Subsequent biochemical investigations showed high random cortisol (2202 nmol/l) unsuppressed with low dose dexamethosone test, low ACTH (<5 ng/l) and high ACTH precursor (POMC) (610 pmol/l). He also had elevated fasting gut hormone levels – CART (469 pmol/l), chromogranin A (247 pmol/l), chromogranin B (216 pmol/l).

Imaging with MR and CT scanning showed liver metastases and bilateral adrenal nodules (largest measuring 27 mm). Further investigations showed these were somatostatin receptor negative. Liver biopsy demonstrated grade 3 poorly differentiated neuroendocrine cancer. PET/CT scan revealed high metabolic activity within the tail of pancreas, bilateral adrenal lesions and suspicious malignant liver lesions.

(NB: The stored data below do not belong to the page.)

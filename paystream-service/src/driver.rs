// Copyright (c) James Kassemi, SC, US. All rights reserved.

//! Periodic observation driver.
//!
//! The registry itself never polls; this task owns the tick loop, calls
//! `observe_all` on the wall clock, and forwards snapshot batches to the
//! presentation boundary. Cancellation belongs to the driver, not the core.

use std::sync::Arc;

use chrono::Utc;
use log::{info, warn};
use stream_registry::{StreamRegistry, StreamSnapshot};
use tokio::{
    sync::mpsc,
    task::JoinHandle,
    time::{interval, MissedTickBehavior},
};
use tokio_util::sync::CancellationToken;

use crate::config::ServiceConfig;

pub struct ObserverDriver;

impl ObserverDriver {
    /// Spawns the tick loop. The returned receiver yields one batch per tick
    /// (skipping ticks while the registry is empty); dropping it stops the
    /// driver on its next send.
    pub fn spawn(
        registry: Arc<StreamRegistry>,
        config: ServiceConfig,
    ) -> (DriverHandle, mpsc::Receiver<Vec<StreamSnapshot>>) {
        let (tx, rx) = mpsc::channel(config.channel_capacity);
        let cancel = CancellationToken::new();
        let join = tokio::spawn(run(registry, config, tx, cancel.clone()));
        (DriverHandle { cancel, join }, rx)
    }
}

async fn run(
    registry: Arc<StreamRegistry>,
    config: ServiceConfig,
    tx: mpsc::Sender<Vec<StreamSnapshot>>,
    cancel: CancellationToken,
) {
    let mut ticker = interval(config.poll_interval);
    ticker.set_missed_tick_behavior(MissedTickBehavior::Delay);
    info!("observer driver started (interval {:?})", config.poll_interval);
    loop {
        tokio::select! {
            _ = cancel.cancelled() => {
                break;
            }
            _ = ticker.tick() => {
                let snapshots = registry.observe_all(Utc::now());
                if snapshots.is_empty() {
                    continue;
                }
                if tx.send(snapshots).await.is_err() {
                    warn!("snapshot receiver dropped; observer driver stopping");
                    break;
                }
            }
        }
    }
    info!("observer driver stopped");
}

pub struct DriverHandle {
    cancel: CancellationToken,
    join: JoinHandle<()>,
}

impl DriverHandle {
    /// Signals the loop to stop without waiting for it.
    pub fn cancel(&self) {
        self.cancel.cancel();
    }

    /// Stops the loop and waits for the task to drain.
    pub async fn shutdown(self) {
        self.cancel.cancel();
        let _ = self.join.await;
    }
}
// Copyright (c) James Kassemi, SC, US. All rights reserved.

//! On-chain boundary for the payment streaming core.
//!
//! The crate exposes:
//! - [`LedgerGateway`]: the contract surface the core consumes
//!   (`withdraw` / `stopStream`, submission-level semantics).
//! - [`RpcLedgerGateway`]: reqwest-backed adapter submitting transactions
//!   to an RPC endpoint on behalf of the connected wallet.
//! - [`WalletProvider`]: identity source for signing.
//! - [`RetryPolicy`]: jittered backoff, applied to transport failures only.
//!
//! Success from a gateway call means the ledger accepted the submission; the
//! registry's advisory state must only be reconciled after that point.

pub mod error;
pub mod retry;
pub mod rpc;
pub mod wallet;

pub use error::LedgerError;
pub use retry::RetryPolicy;
pub use rpc::{RpcGatewayConfig, RpcLedgerGateway};
pub use wallet::{StaticWallet, WalletProvider};

use serde::{Deserialize, Serialize};

/// Acknowledgement of an accepted transaction submission.
#[derive(Debug, Clone, PartialEq, Eq, Serialize, Deserialize)]
pub struct TxReceipt {
    pub tx_hash: String,
}

/// Authoritative ledger operations the dashboard core delegates to.
///
/// Stream ids are plain integers here; the on-chain contract has no notion of
/// the registry's richer record.
#[async_trait::async_trait]
pub trait LedgerGateway: Send + Sync {
    /// Initiates transfer of accrued, not-yet-withdrawn funds.
    async fn withdraw(&self, stream_id: u64) -> Result<TxReceipt, LedgerError>;

    /// Halts further on-chain accrual and finalizes the stream.
    async fn stop_stream(&self, stream_id: u64) -> Result<TxReceipt, LedgerError>;
}
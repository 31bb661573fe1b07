//! Ed25519 key material helpers: generation, encoding, fingerprints
//!
//! Private keys are handled by reference for the duration of a signing call
//! and never persisted by this crate. Fingerprints are SHA-256 over the raw
//! public key bytes, hex-encoded.

use base64::Engine;
use ed25519_dalek::{SigningKey, VerifyingKey};
use sha2::{Digest, Sha256};
use thiserror::Error;

/// Errors from key decoding
#[derive(Debug, Error)]
pub enum KeyError {
    #[error("base64 decode error: {0}")]
    Base64(#[from] base64::DecodeError),

    #[error("invalid key: {0}")]
    InvalidKey(String),
}

/// Generate a new Ed25519 keypair
pub fn generate_keypair() -> SigningKey {
    SigningKey::generate(&mut rand::thread_rng())
}

/// SHA-256 fingerprint of a public key, 64 lowercase hex chars
pub fn key_fingerprint(key: &VerifyingKey) -> String {
    let mut hasher = Sha256::new();
    hasher.update(key.as_bytes());
    hex::encode(hasher.finalize())
}

/// Encode a signing key to base64 for storage
pub fn encode_signing_key(key: &SigningKey) -> String {
    base64::engine::general_purpose::STANDARD.encode(key.to_bytes())
}

/// Decode a signing key from base64
pub fn decode_signing_key(encoded: &str) -> Result<SigningKey, KeyError> {
    let bytes = base64::engine::general_purpose::STANDARD.decode(encoded)?;
    let bytes_array: [u8; 32] = bytes
        .try_into()
        .map_err(|_| KeyError::InvalidKey("key must be 32 bytes".to_string()))?;
    Ok(SigningKey::from_bytes(&bytes_array))
}

/// Encode a verifying key to base64 for storage
pub fn encode_verifying_key(key: &VerifyingKey) -> String {
    base64::engine::general_purpose::STANDARD.encode(key.as_bytes())
}

/// Decode a verifying key from base64
pub fn decode_verifying_key(encoded: &str) -> Result<VerifyingKey, KeyError> {
    let bytes = base64::engine::general_purpose::STANDARD.decode(encoded)?;
    let bytes_array: [u8; 32] = bytes
        .try_into()
        .map_err(|_| KeyError::InvalidKey("key must be 32 bytes".to_string()))?;
    VerifyingKey::from_bytes(&bytes_array).map_err(|e| KeyError::InvalidKey(e.to_string()))
}

#[cfg(test)]
mod tests {
    use super::*;

    #[test]
    fn test_fingerprint_deterministic() {
        let key = generate_keypair();
        let verifying = key.verifying_key();

        let fp1 = key_fingerprint(&verifying);
        let fp2 = key_fingerprint(&verifying);

        assert_eq!(fp1, fp2);
        assert_eq!(fp1.len(), 64);
    }

    #[test]
    fn test_fingerprints_differ_per_key() {
        let a = key_fingerprint(&generate_keypair().verifying_key());
        let b = key_fingerprint(&generate_keypair().verifying_key());
        assert_ne!(a, b);
    }

    #[test]
    fn test_signing_key_encoding_round_trip() {
        let key = generate_keypair();
        let encoded = encode_signing_key(&key);
        let decoded = decode_signing_key(&encoded).unwrap();
        assert_eq!(key.to_bytes(), decoded.to_bytes());
    }

    #[test]
    fn test_verifying_key_encoding_round_trip() {
        let verifying = generate_keypair().verifying_key();
        let encoded = encode_verifying_key(&verifying);
        let decoded = decode_verifying_key(&encoded).unwrap();
        assert_eq!(verifying.as_bytes(), decoded.as_bytes());
    }

    #[test]
    fn test_decode_rejects_wrong_length() {
        let encoded = base64::engine::general_purpose::STANDARD.encode([0u8; 16]);
        assert!(matches!(
            decode_signing_key(&encoded),
            Err(KeyError::InvalidKey(_))
        ));
        assert!(matches!(
            decode_verifying_key(&encoded),
            Err(KeyError::InvalidKey(_))
        ));
    }

    #[test]
    fn test_decode_rejects_bad_base64() {
        assert!(matches!(
            decode_verifying_key("not base64 !!!"),
            Err(KeyError::Base64(_))
        ));
    }
}
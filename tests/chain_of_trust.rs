//! End-to-end chain-of-trust tests through the public API
//!
//! Covers the sign → store → retrieve → verify cycle: multi-layer
//! ancestry, tamper detection, live revocation, depth bounding, and the
//! distinction between cryptographic failure and missing chain data.

use ed25519_dalek::SigningKey;
use layerseal::{
    generate_keypair, key_fingerprint, sign_layer, verify_chain, verify_layer, ContentDigest,
    Layer, ManifestBuilder, MemoryLayerStore, TrustStore, VerifyError, VerifyOptions,
};

fn make_layer(name: &str, content: &[u8], parent: Option<&Layer>, key: &SigningKey) -> Layer {
    let mut builder = ManifestBuilder::new(name, key_fingerprint(&key.verifying_key()))
        .source_uri(format!("git://example.com/{}.git", name))
        .metadata_entry("arch", "x86_64");
    if let Some(parent) = parent {
        builder = builder.parent(parent.content_hash.clone());
    }
    let manifest = builder.build(ContentDigest::of_bytes(content)).unwrap();
    sign_layer(content.to_vec(), manifest, key).unwrap()
}

/// Build a linked chain of n layers, each with its own keypair, all trusted
fn chain_fixture(n: usize) -> (Vec<SigningKey>, Vec<Layer>, TrustStore, MemoryLayerStore) {
    let trust = TrustStore::new();
    let mut store = MemoryLayerStore::new();
    let mut keys = Vec::new();
    let mut layers: Vec<Layer> = Vec::new();

    for i in 0..n {
        let key = generate_keypair();
        let verifying = key.verifying_key();
        trust.trust(key_fingerprint(&verifying), verifying);

        let content = format!("layer {} filesystem delta", i);
        let layer = make_layer(
            &format!("acme/layer-{}", i),
            content.as_bytes(),
            layers.last(),
            &key,
        );
        store.insert(layer.clone());
        layers.push(layer);
        keys.push(key);
    }

    (keys, layers, trust, store)
}

#[test]
fn test_full_chain_verifies_with_fingerprints_in_order() {
    let (keys, layers, trust, store) = chain_fixture(6);

    let report = verify_chain(
        layers.last().unwrap(),
        &trust,
        &store,
        &VerifyOptions::default(),
    )
    .unwrap();

    assert_eq!(report.depth(), 6);
    let expected: Vec<String> = keys
        .iter()
        .map(|k| key_fingerprint(&k.verifying_key()))
        .collect();
    assert_eq!(report.fingerprints, expected);
    assert_eq!(report.root(), &layers[0].content_hash);
}

#[test]
fn test_content_tamper_fails_integrity() {
    let (_, layers, trust, _) = chain_fixture(1);
    let mut layer = layers.into_iter().next().unwrap();

    for i in [0usize, 7, 20] {
        let mut tampered = layer.clone();
        tampered.content[i] ^= 0x80;
        assert!(matches!(
            verify_layer(&tampered, &trust),
            Err(VerifyError::IntegrityMismatch { .. })
        ));
    }

    // Untampered still passes afterwards
    assert!(verify_layer(&layer, &trust).is_ok());

    // Truncation is also an integrity failure
    layer.content.pop();
    assert!(matches!(
        verify_layer(&layer, &trust),
        Err(VerifyError::IntegrityMismatch { .. })
    ));
}

#[test]
fn test_manifest_tamper_fails_signature() {
    let (_, layers, trust, _) = chain_fixture(1);
    let layer = &layers[0];

    let mut tampered = layer.clone();
    tampered.manifest.description = Some("looks legitimate".to_string());
    assert!(matches!(
        verify_layer(&tampered, &trust),
        Err(VerifyError::SignatureInvalid { .. })
    ));

    let mut tampered = layer.clone();
    tampered
        .manifest
        .metadata
        .insert("arch".to_string(), "arm64".to_string());
    assert!(matches!(
        verify_layer(&tampered, &trust),
        Err(VerifyError::SignatureInvalid { .. })
    ));

    let mut tampered = layer.clone();
    tampered.manifest.name = "mallory/layer-0".to_string();
    assert!(matches!(
        verify_layer(&tampered, &trust),
        Err(VerifyError::SignatureInvalid { .. })
    ));
}

#[test]
fn test_reparenting_invalidates_signature() {
    // Pointing a signed manifest at a different parent must not survive
    // verification, even though the content is untouched
    let (_, layers, trust, store) = chain_fixture(3);

    let mut tampered = layers[2].clone();
    tampered.manifest.parent_hash = Some(layers[0].content_hash.clone());

    assert!(matches!(
        verify_chain(&tampered, &trust, &store, &VerifyOptions::default()),
        Err(VerifyError::SignatureInvalid { .. })
    ));
}

#[test]
fn test_broken_link_reports_incomplete_chain() {
    let (_, layers, trust, mut store) = chain_fixture(5);

    // Remove the layer at position 2; the walk from the leaf must stop there
    store.remove(&layers[2].content_hash);

    let result = verify_chain(
        layers.last().unwrap(),
        &trust,
        &store,
        &VerifyOptions::default(),
    );
    match result {
        Err(VerifyError::ChainIncomplete { digest, parent, .. }) => {
            assert_eq!(digest, layers[3].content_hash);
            assert_eq!(parent, layers[2].content_hash);
        }
        other => panic!("expected ChainIncomplete, got {:?}", other),
    }
}

#[test]
fn test_depth_limit_fails_valid_chain() {
    let (_, layers, trust, store) = chain_fixture(5);

    let result = verify_chain(
        layers.last().unwrap(),
        &trust,
        &store,
        &VerifyOptions::with_depth_limit(4),
    );
    assert!(matches!(result, Err(VerifyError::ChainTooDeep { limit: 4 })));
}

#[test]
fn test_revocation_is_evaluated_live() {
    let (keys, layers, trust, store) = chain_fixture(3);
    let leaf = layers.last().unwrap();

    assert!(verify_chain(leaf, &trust, &store, &VerifyOptions::default()).is_ok());

    // Revoke the root maintainer: the previously valid chain now fails
    let root_fp = key_fingerprint(&keys[0].verifying_key());
    assert!(trust.revoke(&root_fp));
    assert!(matches!(
        verify_chain(leaf, &trust, &store, &VerifyOptions::default()),
        Err(VerifyError::UntrustedSigner { fingerprint, .. }) if fingerprint == root_fp
    ));

    // Re-trusting restores verification with no residual state
    trust.trust(root_fp, keys[0].verifying_key());
    assert!(verify_chain(leaf, &trust, &store, &VerifyOptions::default()).is_ok());
}

#[test]
fn test_distinct_content_distinct_digests() {
    // No digest collisions across a modest corpus of near-identical inputs
    let mut seen = std::collections::HashSet::new();
    for i in 0..256u32 {
        let content = format!("layer content variant {}", i);
        assert!(seen.insert(ContentDigest::of_bytes(content.as_bytes())));
    }
    let a = [0u8; 1024];
    let mut b = a;
    b[512] = 1;
    assert_ne!(ContentDigest::of_bytes(&a), ContentDigest::of_bytes(&b));
}

#[test]
fn test_persisted_layer_reverifies_byte_for_byte() {
    let (_, layers, trust, store) = chain_fixture(2);
    let leaf = layers.last().unwrap();

    // Round-trip the leaf through its persisted JSON form; verification of
    // the reloaded layer must succeed, proving canonical re-serialization
    // is byte-identical
    let reloaded = Layer::from_json(&leaf.to_json().unwrap()).unwrap();
    assert_eq!(&reloaded, leaf);
    let report = verify_chain(&reloaded, &trust, &store, &VerifyOptions::default()).unwrap();
    assert_eq!(report.depth(), 2);
}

The patient underwent bilateral adrenalectomy, distal pancreatectomy and splenectomy. Pancreatic histology confirmed grade 3 poorly differentiated neuroendocrine cancer. Post operatively, his blood pressure, serum potassium and blood glucose have normalised.

At the local neuroendocrine multidisciplinary team meeting, chemotherapy has been recommended, and is awaiting assessment for the same.

Conclusion: This case denotes rapidly deteriorating ectopic Cushing’s syndrome following a misleading history of a dog bite which delayed diagnosis. It demonstrates the importance of correlating endocrine and biochemical findings with a clinical diagnosis.